I still smoked at this stage. I would take the cigarettes out with me and have some while I was on my walk. Then, when I hit my quit date, I stopped. I used patches to stop this time. However, this is a topic I will return to. This is because a year later, life circumstances made me feel I had no choice but to start smoking again.
Run, fat boy, run
Why running? Well, partly it was because it seemed like an efficient form of exercise and partly because I decided i wanted to run a marathon. Mostly, it was because I felt I had let myself go so much that I needed a lot of exercise to get into some shape.
The C25K (Couch to Five K) plan was so easy to follow. It was incremental and that allowed me to build up my strength and ability. All I had to do was Keep on Going.
It wasn’t a straight line from C25K to running marathons. I had to do a lot of work – sorting my flipping feet, knobbly knees, lack of motivation, time pressures and a hectic life. All of these could have made me give up.
I didn’t – because I was in the fight for my life against my worst enemy.
Where am I now?
Three years later, I the difference between my old and new life amazes me. As I said, it hasn’t been a smooth path. It hasn’t been an overnight success.
But that’s good. All I did was Keep on Going – little by little, step by step, mile by mile I carved a new path for myself. And I think that’s a hopeful message for everyone.Because it doesn’t require a HUGE change straight away. Huge life changing events can be made up of little ones glued together.

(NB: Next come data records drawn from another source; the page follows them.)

// SPDX-FileCopyrightText: 2026 ArcheBase
//
// SPDX-License-Identifier: MulanPSL-2.0

//! Core types used throughout radiocodec.
//!
//! This module provides the foundational types for the library:
//! - [`CodecError`] - Error taxonomy shared by every component
//! - [`ArrayData`] / [`DType`] - Dense N-dimensional arrays
//! - [`AttrValue`] - Recursive attribute values
//! - [`ModelKind`] - The closed set of data model kinds

pub mod array;
pub mod error;
pub mod kind;
pub mod value;

pub use array::{num_elements, ArrayData, Complex32, Complex64, DType, Element};
pub use error::{CodecError, Result};
pub use kind::ModelKind;
pub use value::{lookup_path, AttrValue, Attributes};
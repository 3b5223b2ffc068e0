// SPDX-FileCopyrightText: 2026 ArcheBase
//
// SPDX-License-Identifier: MulanPSL-2.0

//! Polarisation and receptor frames.
//!
//! A polarisation frame fixes both the set and the order of labels on a
//! `polarisation` axis; a receptor frame does the same for `receptor1` and
//! `receptor2`.

use crate::core::{CodecError, Result};

/// Every label a `polarisation` axis may carry.
pub const POLARISATION_LABELS: &[&str] = &[
    "I", "Q", "U", "V", "XX", "XY", "YX", "YY", "RR", "RL", "LR", "LL",
];

/// Every label a receptor axis may carry.
pub const RECEPTOR_LABELS: &[&str] = &["X", "Y", "R", "L", "I"];

/// Named polarisation frame.
#[derive(Debug, Clone, Copy, PartialEq, Eq, Hash)]
pub enum PolarisationFrame {
    Circular,
    CircularNp,
    Linear,
    LinearNp,
    StokesIQUV,
    StokesIV,
    StokesIQ,
    StokesI,
}

impl PolarisationFrame {
    pub const ALL: [PolarisationFrame; 8] = [
        PolarisationFrame::Circular,
        PolarisationFrame::CircularNp,
        PolarisationFrame::Linear,
        PolarisationFrame::LinearNp,
        PolarisationFrame::StokesIQUV,
        PolarisationFrame::StokesIV,
        PolarisationFrame::StokesIQ,
        PolarisationFrame::StokesI,
    ];

    /// Frame name as stored in the `_polarisation_frame` attribute.
    pub fn name(&self) -> &'static str {
        match self {
            PolarisationFrame::Circular => "circular",
            PolarisationFrame::CircularNp => "circularnp",
            PolarisationFrame::Linear => "linear",
            PolarisationFrame::LinearNp => "linearnp",
            PolarisationFrame::StokesIQUV => "stokesIQUV",
            PolarisationFrame::StokesIV => "stokesIV",
            PolarisationFrame::StokesIQ => "stokesIQ",
            PolarisationFrame::StokesI => "stokesI",
        }
    }

    /// Ordered labels of this frame.
    pub fn labels(&self) -> &'static [&'static str] {
        match self {
            PolarisationFrame::Circular => &["RR", "RL", "LR", "LL"],
            PolarisationFrame::CircularNp => &["RR", "LL"],
            PolarisationFrame::Linear => &["XX", "XY", "YX", "YY"],
            PolarisationFrame::LinearNp => &["XX", "YY"],
            PolarisationFrame::StokesIQUV => &["I", "Q", "U", "V"],
            PolarisationFrame::StokesIV => &["I", "V"],
            PolarisationFrame::StokesIQ => &["I", "Q"],
            PolarisationFrame::StokesI => &["I"],
        }
    }

    pub fn npol(&self) -> usize {
        self.labels().len()
    }

    /// Look up a frame by name, failing with `InvalidAxisValue`.
    pub fn from_name(name: &str) -> Result<Self> {
        Self::ALL
            .iter()
            .copied()
            .find(|f| f.name() == name)
            .ok_or_else(|| {
                CodecError::invalid_axis_value(
                    "polarisation",
                    format!("{name:?}"),
                    "unknown polarisation frame",
                )
            })
    }
}

/// Named receptor frame.
#[derive(Debug, Clone, Copy, PartialEq, Eq, Hash)]
pub enum ReceptorFrame {
    Linear,
    Circular,
    StokesI,
}

impl ReceptorFrame {
    pub const ALL: [ReceptorFrame; 3] = [
        ReceptorFrame::Linear,
        ReceptorFrame::Circular,
        ReceptorFrame::StokesI,
    ];

    /// Frame name as stored in the `receptor_frame` attribute.
    pub fn name(&self) -> &'static str {
        match self {
            ReceptorFrame::Linear => "linear",
            ReceptorFrame::Circular => "circular",
            ReceptorFrame::StokesI => "stokesI",
        }
    }

    pub fn labels(&self) -> &'static [&'static str] {
        match self {
            ReceptorFrame::Linear => &["X", "Y"],
            ReceptorFrame::Circular => &["R", "L"],
            ReceptorFrame::StokesI => &["I"],
        }
    }

    pub fn nrec(&self) -> usize {
        self.labels().len()
    }

    pub fn from_name(name: &str) -> Result<Self> {
        Self::ALL
            .iter()
            .copied()
            .find(|f| f.name() == name)
            .ok_or_else(|| {
                CodecError::invalid_axis_value(
                    "receptor1",
                    format!("{name:?}"),
                    "unknown receptor frame",
                )
            })
    }
}
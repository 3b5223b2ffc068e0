// SPDX-FileCopyrightText: 2026 ArcheBase
//
// SPDX-License-Identifier: MulanPSL-2.0

//! Common utilities for integration tests.

#![allow(dead_code)]

use std::fs;
use std::path::PathBuf;
use std::sync::atomic::{AtomicUsize, Ordering};

use radiocodec::attrs;
use radiocodec::frames::{PolarisationFrame, ReceptorFrame};
use radiocodec::model::constructors::{
    configuration, direction, flag_table_for, gain_table, grid_data, image, sky_component,
    visibility, ConfigurationParams, GainTableParams, GridDataParams, ImageParams,
    SkyComponentParams, VisibilityParams,
};
use radiocodec::{ArrayData, Complex64, Model, SkyModel};

// ============================================================================
// Temporary Files
// ============================================================================

static NEXT_DIR: AtomicUsize = AtomicUsize::new(0);

/// Get a unique temporary directory for test files
pub fn temp_dir() -> PathBuf {
    let random = std::time::SystemTime::now()
        .duration_since(std::time::UNIX_EPOCH)
        .unwrap()
        .subsec_nanos();
    std::env::temp_dir().join(format!(
        "radiocodec_test_{}_{}_{}",
        std::process::id(),
        random,
        NEXT_DIR.fetch_add(1, Ordering::Relaxed)
    ))
}

/// Create a temporary file path with cleanup guard
pub fn temp_path(name: &str) -> (PathBuf, CleanupGuard) {
    let root = temp_dir();
    let dir = root.join(name.replace('.', "_"));
    fs::create_dir_all(&dir).ok();
    (dir.join(name), CleanupGuard(root))
}

/// Cleanup guard for test temporary files
pub struct CleanupGuard(PathBuf);

impl Drop for CleanupGuard {
    fn drop(&mut self) {
        let _ = fs::remove_dir_all(&self.0);
    }
}

// ============================================================================
// Model Fixtures
// ============================================================================

pub fn config_fixture(nant: usize) -> Model {
    let mut params = ConfigurationParams::example(nant);
    params.stations = Some((0..nant).map(|i| format!("S{i:02}")).collect());
    configuration(&params).unwrap()
}

/// Visibility with non-trivial complex data.
pub fn visibility_fixture() -> Model {
    let config = config_fixture(3);
    let mut params = VisibilityParams::new(
        config,
        vec![4.5e9, 4.5e9 + 10.0],
        vec![1.0e8, 1.05e8, 1.1e8],
        PolarisationFrame::Linear,
    );
    // 2 times x 6 baselines x 3 channels x 4 pols
    let n = 2 * 6 * 3 * 4;
    let values: Vec<Complex64> = (0..n)
        .map(|i| Complex64::new(i as f64 * 0.5, -(i as f64) / 3.0))
        .collect();
    params.vis = Some(ArrayData::from_shape_vec(&[2, 6, 3, 4], values).unwrap());
    params.meta = Some(attrs! { "observer" => "test", "nested" => attrs! { "depth" => 2i64 } });
    visibility(params).unwrap()
}

pub fn image_fixture() -> Model {
    let (nchan, npol, ny, nx) = (2, 1, 4, 5);
    let pixels: Vec<f64> = (0..nchan * npol * ny * nx).map(|i| i as f64 * 0.25).collect();
    image(ImageParams {
        frequencies: vec![1.0e8, 1.1e8],
        polarisation_frame: PolarisationFrame::StokesI,
        ny,
        nx,
        cellsize: 0.001,
        phasecentre: (15.0, -45.0),
        pixels: Some(ArrayData::from_shape_vec(&[nchan, npol, ny, nx], pixels).unwrap()),
        clean_beam: Some(attrs! { "bmaj" => 0.1, "bmin" => 0.05, "bpa" => 30.0 }),
    })
    .unwrap()
}

pub fn grid_data_fixture() -> Model {
    grid_data(GridDataParams {
        frequencies: vec![1.0e8],
        polarisation_frame: PolarisationFrame::StokesIQUV,
        nv: 4,
        nu: 4,
        cellsize: 10.0,
        pixels: None,
    })
    .unwrap()
}

pub fn sky_component_fixture(name: &str) -> Model {
    sky_component(SkyComponentParams {
        name: name.to_string(),
        direction: direction(15.0, -45.0),
        frequencies: vec![1.0e8, 1.1e8],
        polarisation_frame: PolarisationFrame::StokesI,
        flux: vec![1.5, 1.25],
        shape: "Point".to_string(),
        params: None,
    })
    .unwrap()
}

pub fn gain_table_fixture() -> Model {
    gain_table(GainTableParams {
        times: vec![0.0, 30.0],
        interval: vec![30.0, 30.0],
        nants: 3,
        frequencies: vec![1.0e8],
        receptor_frame: ReceptorFrame::Linear,
        phasecentre: direction(15.0, -45.0),
        jones_type: "G".to_string(),
        gain: None,
        configuration: Some(config_fixture(3)),
    })
    .unwrap()
}

pub fn flag_table_fixture() -> Model {
    flag_table_for(&visibility_fixture()).unwrap()
}

/// One instance of every model kind.
pub fn all_kinds() -> Vec<Model> {
    vec![
        visibility_fixture(),
        image_fixture(),
        grid_data_fixture(),
        sky_component_fixture("src0"),
        config_fixture(4),
        gain_table_fixture(),
        flag_table_fixture(),
    ]
}

pub fn sky_model_fixture() -> SkyModel {
    SkyModel::new(
        vec![sky_component_fixture("a"), sky_component_fixture("b")],
        Some(image_fixture()),
        Some(gain_table_fixture()),
        None,
        true,
    )
    .unwrap()
}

Which makes them accessible to everyone.
I guess my philosophy is we all owe it to ourselves to be the best versions of ourselves we can be. And that this isn’t an instant thing. It takes work and dedication. It is like climbing a stair case – if you try to take them in a single bound, you’ll likely fail and hurt yourself. Slower, surer way – step by step – is better in the long run.
This is because today’s tiny step forward builds on yesterday’s step forward. And before you know it, you have travelled farther then you ever thought possible.